Made as a Netflix original movie, THE BALLAD OF BUSTER SCRUGGS is the title of the first of six the Coen Brothers stories set in the American frontier. It is also the best of the six stories.
Written and directed by the Coen Brothers (the name that is synonymous with solid entertainment), the film is comprised of six chapters that present a different story with a different attitude from the wild frontier.
The odd thing is that instead of the best reserved for the last, the first chapter, and the title of the film is the best of the anthology. Anthology films, so popular in the past are now not so common. Each chapter lasts about 20 minutes or so, and stars a complete different cast of actors.

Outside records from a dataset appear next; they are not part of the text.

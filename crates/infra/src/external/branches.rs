use std::collections::HashMap;
use std::sync::{Arc, RwLock};

use serde::Serialize;

use retailpos_core::BranchId;

#[derive(Debug, Clone, PartialEq, Eq, Serialize)]
pub struct BranchInfo {
    pub id: BranchId,
    pub name: String,
    pub active: bool,
}

/// Read-only directory of store locations.
pub trait BranchDirectory: Send + Sync {
    fn resolve(&self, branch_id: BranchId) -> Option<BranchInfo>;
}

impl<D> BranchDirectory for Arc<D>
where
    D: BranchDirectory + ?Sized,
{
    fn resolve(&self, branch_id: BranchId) -> Option<BranchInfo> {
        (**self).resolve(branch_id)
    }
}

#[derive(Debug, Default)]
pub struct InMemoryBranchDirectory {
    branches: RwLock<HashMap<BranchId, BranchInfo>>,
}

impl InMemoryBranchDirectory {
    pub fn new() -> Self {
        Self::default()
    }

    pub fn insert(&self, branch: BranchInfo) {
        if let Ok(mut branches) = self.branches.write() {
            branches.insert(branch.id, branch);
        }
    }
}

impl BranchDirectory for InMemoryBranchDirectory {
    fn resolve(&self, branch_id: BranchId) -> Option<BranchInfo> {
        self.branches.read().ok()?.get(&branch_id).cloned()
    }
}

The first episode – The Ballad of Buster Scruggs- tells the story of a sharp-shooting songster played by an unforgettable Tim Blake Nelson. It is hilarious, unpredictable and fun from moment one. Nelson shows up as the fastest gun in the west while breaking into song and dance unexpectedly as well. Though predictable as to what will happen to him at the end, this is one chapter that one does not want to end. And to watch again and again!

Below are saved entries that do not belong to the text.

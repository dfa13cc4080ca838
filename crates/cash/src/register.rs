use chrono::{DateTime, Utc};
use serde::{Deserialize, Serialize};

use retailpos_core::{Aggregate, AggregateId, AggregateRoot, BranchId, DomainError, PaymentMethod, UserId};
use retailpos_events::Event;

use crate::shift::ShiftId;

/// Cash register identifier.
#[derive(Debug, Copy, Clone, PartialEq, Eq, Hash, Serialize, Deserialize)]
#[serde(transparent)]
pub struct RegisterId(pub AggregateId);

impl RegisterId {
    pub fn new(id: AggregateId) -> Self {
        Self(id)
    }
}

impl core::fmt::Display for RegisterId {
    fn fmt(&self, f: &mut core::fmt::Formatter<'_>) -> core::fmt::Result {
        core::fmt::Display::fmt(&self.0, f)
    }
}

/// Per-register configuration.
#[derive(Debug, Clone, PartialEq, Eq, Serialize, Deserialize)]
pub struct RegisterSettings {
    pub accepted_methods: Vec<PaymentMethod>,
    pub receipt_footer: Option<String>,
}

impl Default for RegisterSettings {
    fn default() -> Self {
        Self {
            accepted_methods: PaymentMethod::ALL.to_vec(),
            receipt_footer: None,
        }
    }
}

impl RegisterSettings {
    pub fn accepts(&self, method: PaymentMethod) -> bool {
        self.accepted_methods.contains(&method)
    }
}

/// Aggregate root: CashRegister.
///
/// The register stream is where "at most one open shift" is decided: a shift
/// can only start by appending `ShiftBegan` here at the version that was read.
#[derive(Debug, Clone, PartialEq, Eq, Serialize)]
pub struct CashRegister {
    id: RegisterId,
    branch_id: Option<BranchId>,
    code: String,
    name: String,
    terminal_id: Option<String>,
    active: bool,
    settings: RegisterSettings,
    open_shift: Option<ShiftId>,
    last_opened_by: Option<UserId>,
    shifts_opened: u32,
    version: u64,
    #[serde(skip)]
    created: bool,
}

impl CashRegister {
    /// Create an empty, not-yet-created aggregate instance for rehydration.
    pub fn empty(id: RegisterId) -> Self {
        Self {
            id,
            branch_id: None,
            code: String::new(),
            name: String::new(),
            terminal_id: None,
            active: false,
            settings: RegisterSettings::default(),
            open_shift: None,
            last_opened_by: None,
            shifts_opened: 0,
            version: 0,
            created: false,
        }
    }

    pub fn exists(&self) -> bool {
        self.created
    }

    pub fn branch_id(&self) -> Option<BranchId> {
        self.branch_id
    }

    pub fn code(&self) -> &str {
        &self.code
    }

    pub fn name(&self) -> &str {
        &self.name
    }

    pub fn terminal_id(&self) -> Option<&str> {
        self.terminal_id.as_deref()
    }

    pub fn is_active(&self) -> bool {
        self.active
    }

    pub fn settings(&self) -> &RegisterSettings {
        &self.settings
    }

    pub fn open_shift(&self) -> Option<ShiftId> {
        self.open_shift
    }

    pub fn last_opened_by(&self) -> Option<UserId> {
        self.last_opened_by
    }

    /// Shifts ever opened here; the open shift, if any, is number `shifts_opened()`.
    pub fn shifts_opened(&self) -> u32 {
        self.shifts_opened
    }
}

impl AggregateRoot for CashRegister {
    type Id = RegisterId;

    fn id(&self) -> &Self::Id {
        &self.id
    }

    fn version(&self) -> u64 {
        self.version
    }
}

/// Command: ProvisionRegister.
#[derive(Debug, Clone, PartialEq, Eq, Serialize, Deserialize)]
pub struct ProvisionRegister {
    pub register_id: RegisterId,
    pub branch_id: BranchId,
    pub code: String,
    pub name: String,
    pub terminal_id: Option<String>,
    pub settings: RegisterSettings,
    pub occurred_at: DateTime<Utc>,
}

/// Command: SetRegisterActive.
#[derive(Debug, Clone, PartialEq, Eq, Serialize, Deserialize)]
pub struct SetRegisterActive {
    pub register_id: RegisterId,
    pub active: bool,
    pub occurred_at: DateTime<Utc>,
}

/// Command: BeginShift. Issued together with the shift's own `OpenShift`.
#[derive(Debug, Clone, PartialEq, Eq, Serialize, Deserialize)]
pub struct BeginShift {
    pub register_id: RegisterId,
    pub shift_id: ShiftId,
    pub cashier_id: UserId,
    pub occurred_at: DateTime<Utc>,
}

/// Command: EndShift. Issued together with the shift's own `CloseShift`.
#[derive(Debug, Clone, PartialEq, Eq, Serialize, Deserialize)]
pub struct EndShift {
    pub register_id: RegisterId,
    pub shift_id: ShiftId,
    pub occurred_at: DateTime<Utc>,
}

#[derive(Debug, Clone, PartialEq, Eq, Serialize, Deserialize)]
pub enum RegisterCommand {
    Provision(ProvisionRegister),
    SetActive(SetRegisterActive),
    BeginShift(BeginShift),
    EndShift(EndShift),
}

/// Event: RegisterProvisioned.
#[derive(Debug, Clone, PartialEq, Eq, Serialize, Deserialize)]
pub struct RegisterProvisioned {
    pub register_id: RegisterId,
    pub branch_id: BranchId,
    pub code: String,
    pub name: String,
    pub terminal_id: Option<String>,
    pub settings: RegisterSettings,
    pub occurred_at: DateTime<Utc>,
}

/// Event: RegisterActivationChanged.
#[derive(Debug, Clone, PartialEq, Eq, Serialize, Deserialize)]
pub struct RegisterActivationChanged {
    pub register_id: RegisterId,
    pub active: bool,
    pub occurred_at: DateTime<Utc>,
}

/// Event: ShiftBegan.
#[derive(Debug, Clone, PartialEq, Eq, Serialize, Deserialize)]
pub struct ShiftBegan {
    pub register_id: RegisterId,
    pub shift_id: ShiftId,
    pub cashier_id: UserId,
    pub occurred_at: DateTime<Utc>,
}

/// Event: ShiftEnded.
#[derive(Debug, Clone, PartialEq, Eq, Serialize, Deserialize)]
pub struct ShiftEnded {
    pub register_id: RegisterId,
    pub shift_id: ShiftId,
    pub occurred_at: DateTime<Utc>,
}

#[derive(Debug, Clone, PartialEq, Eq, Serialize, Deserialize)]
pub enum RegisterEvent {
    RegisterProvisioned(RegisterProvisioned),
    RegisterActivationChanged(RegisterActivationChanged),
    ShiftBegan(ShiftBegan),
    ShiftEnded(ShiftEnded),
}

impl Event for RegisterEvent {
    fn event_type(&self) -> &'static str {
        match self {
            RegisterEvent::RegisterProvisioned(_) => "cash.register.provisioned",
            RegisterEvent::RegisterActivationChanged(_) => "cash.register.activation_changed",
            RegisterEvent::ShiftBegan(_) => "cash.register.shift_began",
            RegisterEvent::ShiftEnded(_) => "cash.register.shift_ended",
        }
    }

    fn version(&self) -> u32 {
        1
    }

    fn occurred_at(&self) -> DateTime<Utc> {
        match self {
            RegisterEvent::RegisterProvisioned(e) => e.occurred_at,
            RegisterEvent::RegisterActivationChanged(e) => e.occurred_at,
            RegisterEvent::ShiftBegan(e) => e.occurred_at,
            RegisterEvent::ShiftEnded(e) => e.occurred_at,
        }
    }
}

impl Aggregate for CashRegister {
    const AGGREGATE_TYPE: &'static str = "cash.register";

    type Command = RegisterCommand;
    type Event = RegisterEvent;
    type Error = DomainError;

    fn apply(&mut self, event: &Self::Event) {
        match event {
            RegisterEvent::RegisterProvisioned(e) => {
                self.id = e.register_id;
                self.branch_id = Some(e.branch_id);
                self.code = e.code.clone();
                self.name = e.name.clone();
                self.terminal_id = e.terminal_id.clone();
                self.settings = e.settings.clone();
                self.active = true;
                self.created = true;
            }
            RegisterEvent::RegisterActivationChanged(e) => {
                self.active = e.active;
            }
            RegisterEvent::ShiftBegan(e) => {
                self.open_shift = Some(e.shift_id);
                self.last_opened_by = Some(e.cashier_id);
                self.shifts_opened += 1;
            }
            RegisterEvent::ShiftEnded(_) => {
                self.open_shift = None;
            }
        }

        // Deterministic version tracking: +1 per applied event.
        self.version += 1;
    }

    fn handle(&self, command: &Self::Command) -> Result<Vec<Self::Event>, Self::Error> {
        match command {
            RegisterCommand::Provision(cmd) => self.handle_provision(cmd),
            RegisterCommand::SetActive(cmd) => self.handle_set_active(cmd),
            RegisterCommand::BeginShift(cmd) => self.handle_begin_shift(cmd),
            RegisterCommand::EndShift(cmd) => self.handle_end_shift(cmd),
        }
    }
}

impl CashRegister {
    fn ensure_exists(&self, register_id: RegisterId) -> Result<(), DomainError> {
        if !self.created {
            return Err(DomainError::not_found(format!("register {register_id}")));
        }
        if self.id != register_id {
            return Err(DomainError::invalid_state("register_id mismatch"));
        }
        Ok(())
    }

    fn handle_provision(&self, cmd: &ProvisionRegister) -> Result<Vec<RegisterEvent>, DomainError> {
        if self.created {
            return Err(DomainError::invalid_state("register already exists"));
        }
        if cmd.code.trim().is_empty() {
            return Err(DomainError::validation("code cannot be empty"));
        }
        if cmd.name.trim().is_empty() {
            return Err(DomainError::validation("name cannot be empty"));
        }
        if cmd.settings.accepted_methods.is_empty() {
            return Err(DomainError::validation("a register must accept at least one payment method"));
        }

        Ok(vec![RegisterEvent::RegisterProvisioned(RegisterProvisioned {
            register_id: cmd.register_id,
            branch_id: cmd.branch_id,
            code: cmd.code.trim().to_string(),
            name: cmd.name.trim().to_string(),
            terminal_id: cmd.terminal_id.clone(),
            settings: cmd.settings.clone(),
            occurred_at: cmd.occurred_at,
        })])
    }

    fn handle_set_active(&self, cmd: &SetRegisterActive) -> Result<Vec<RegisterEvent>, DomainError> {
        self.ensure_exists(cmd.register_id)?;

        if self.active == cmd.active {
            return Ok(Vec::new());
        }
        if !cmd.active && self.open_shift.is_some() {
            return Err(DomainError::invalid_state(
                "cannot deactivate a register while a shift is open",
            ));
        }

        Ok(vec![RegisterEvent::RegisterActivationChanged(RegisterActivationChanged {
            register_id: cmd.register_id,
            active: cmd.active,
            occurred_at: cmd.occurred_at,
        })])
    }

    fn handle_begin_shift(&self, cmd: &BeginShift) -> Result<Vec<RegisterEvent>, DomainError> {
        self.ensure_exists(cmd.register_id)?;

        if !self.active {
            return Err(DomainError::invalid_state("register is not active"));
        }
        if let Some(open) = self.open_shift {
            return Err(DomainError::invalid_state(format!(
                "register already has an open shift ({open})"
            )));
        }

        Ok(vec![RegisterEvent::ShiftBegan(ShiftBegan {
            register_id: cmd.register_id,
            shift_id: cmd.shift_id,
            cashier_id: cmd.cashier_id,
            occurred_at: cmd.occurred_at,
        })])
    }

    fn handle_end_shift(&self, cmd: &EndShift) -> Result<Vec<RegisterEvent>, DomainError> {
        self.ensure_exists(cmd.register_id)?;

        if self.open_shift != Some(cmd.shift_id) {
            return Err(DomainError::invalid_state(format!(
                "shift {} is not the open shift of this register",
                cmd.shift_id
            )));
        }

        Ok(vec![RegisterEvent::ShiftEnded(ShiftEnded {
            register_id: cmd.register_id,
            shift_id: cmd.shift_id,
            occurred_at: cmd.occurred_at,
        })])
    }
}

The second is called “In Near Algodones’, in which a wannabe bank robber (James Franco) gets his due and then some. The bank clerk the robber has to deal with is someone totally unexpected, coming out a-shooting with his armour of pots and pans.

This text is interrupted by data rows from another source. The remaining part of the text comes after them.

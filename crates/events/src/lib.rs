//! Domain events, envelopes and the publish/subscribe seam.

pub mod bus;
pub mod envelope;
pub mod event;
pub mod in_memory_bus;

pub use bus::{EventBus, Subscription};
pub use envelope::EventEnvelope;
pub use event::Event;
pub use in_memory_bus::{InMemoryBusError, InMemoryEventBus};
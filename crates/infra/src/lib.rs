//! Infrastructure layer: event store, command dispatch, read models, audit,
//! configuration and ports to external collaborators.

pub mod audit;
pub mod command_dispatcher;
pub mod config;
pub mod event_store;
pub mod external;
pub mod projections;
pub mod read_model;

pub use audit::{AuditOutcome, AuditRecord, AuditSink, InMemoryAuditSink, TracingAuditSink};
pub use command_dispatcher::{CommandDispatcher, DispatchError, Loaded, UnitOfWork};
pub use config::{ConfigError, PosConfig};
use std::collections::HashMap;
use std::sync::{Arc, RwLock};

use retailpos_core::{Money, VariantId};
use retailpos_sales::ProductSnapshot;

/// What the catalog knows about a sellable variant.
#[derive(Debug, Clone, PartialEq, Eq)]
pub struct CatalogEntry {
    pub snapshot: ProductSnapshot,
    pub base_price: Money,
}

/// Read-only product catalog.
pub trait Catalog: Send + Sync {
    fn resolve(&self, variant_id: VariantId) -> Option<CatalogEntry>;
}

impl<C> Catalog for Arc<C>
where
    C: Catalog + ?Sized,
{
    fn resolve(&self, variant_id: VariantId) -> Option<CatalogEntry> {
        (**self).resolve(variant_id)
    }
}

#[derive(Debug, Default)]
pub struct InMemoryCatalog {
    entries: RwLock<HashMap<VariantId, CatalogEntry>>,
}

impl InMemoryCatalog {
    pub fn new() -> Self {
        Self::default()
    }

    pub fn insert(&self, variant_id: VariantId, entry: CatalogEntry) {
        if let Ok(mut entries) = self.entries.write() {
            entries.insert(variant_id, entry);
        }
    }
}

impl Catalog for InMemoryCatalog {
    fn resolve(&self, variant_id: VariantId) -> Option<CatalogEntry> {
        self.entries.read().ok()?.get(&variant_id).cloned()
    }
}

Meal Ticket is a gothic tale about two weary travelling performers with Liam Neeson. This is the least strong of the stories and my least favourite.
Al that glitters is definitely gold. All Gold Canyon is a story about a prospector mining for gold, with Tom Waits as the elderly prospector. The scenes of him panning the sands for grains of gold nuggets are priceless with Waits eagerly waiting to strike the mother lode. The next is a wagon trail in which a woman finds an unexpected promise of love, along with a dose of life’s cruel irony, across the prairies in the chapter entitled The Gal Who Got Rattled.
Finally, ghostly laughs haunt The Mortal Remains as a pompous Lady (Tyne Daly) rains judgment upon a motley crew of strangers undertaking a final stagecoach ride. This is the most talky of the stories and clearly shows the film deserving of the Best Screenplay Award it won at the Venice International filmFestival. The monologue by the uneducated trapper, played by Chelcie Ross in simple but and the superbly well-written prose is unforgettable.
The common thread in all the 6 movie is the unforgettable central character. Each story has one that stands out and each are performed by a famous actor trying on something completely different.
One can only wish for more of these priceless uniquely Coen Brothers stamped stories.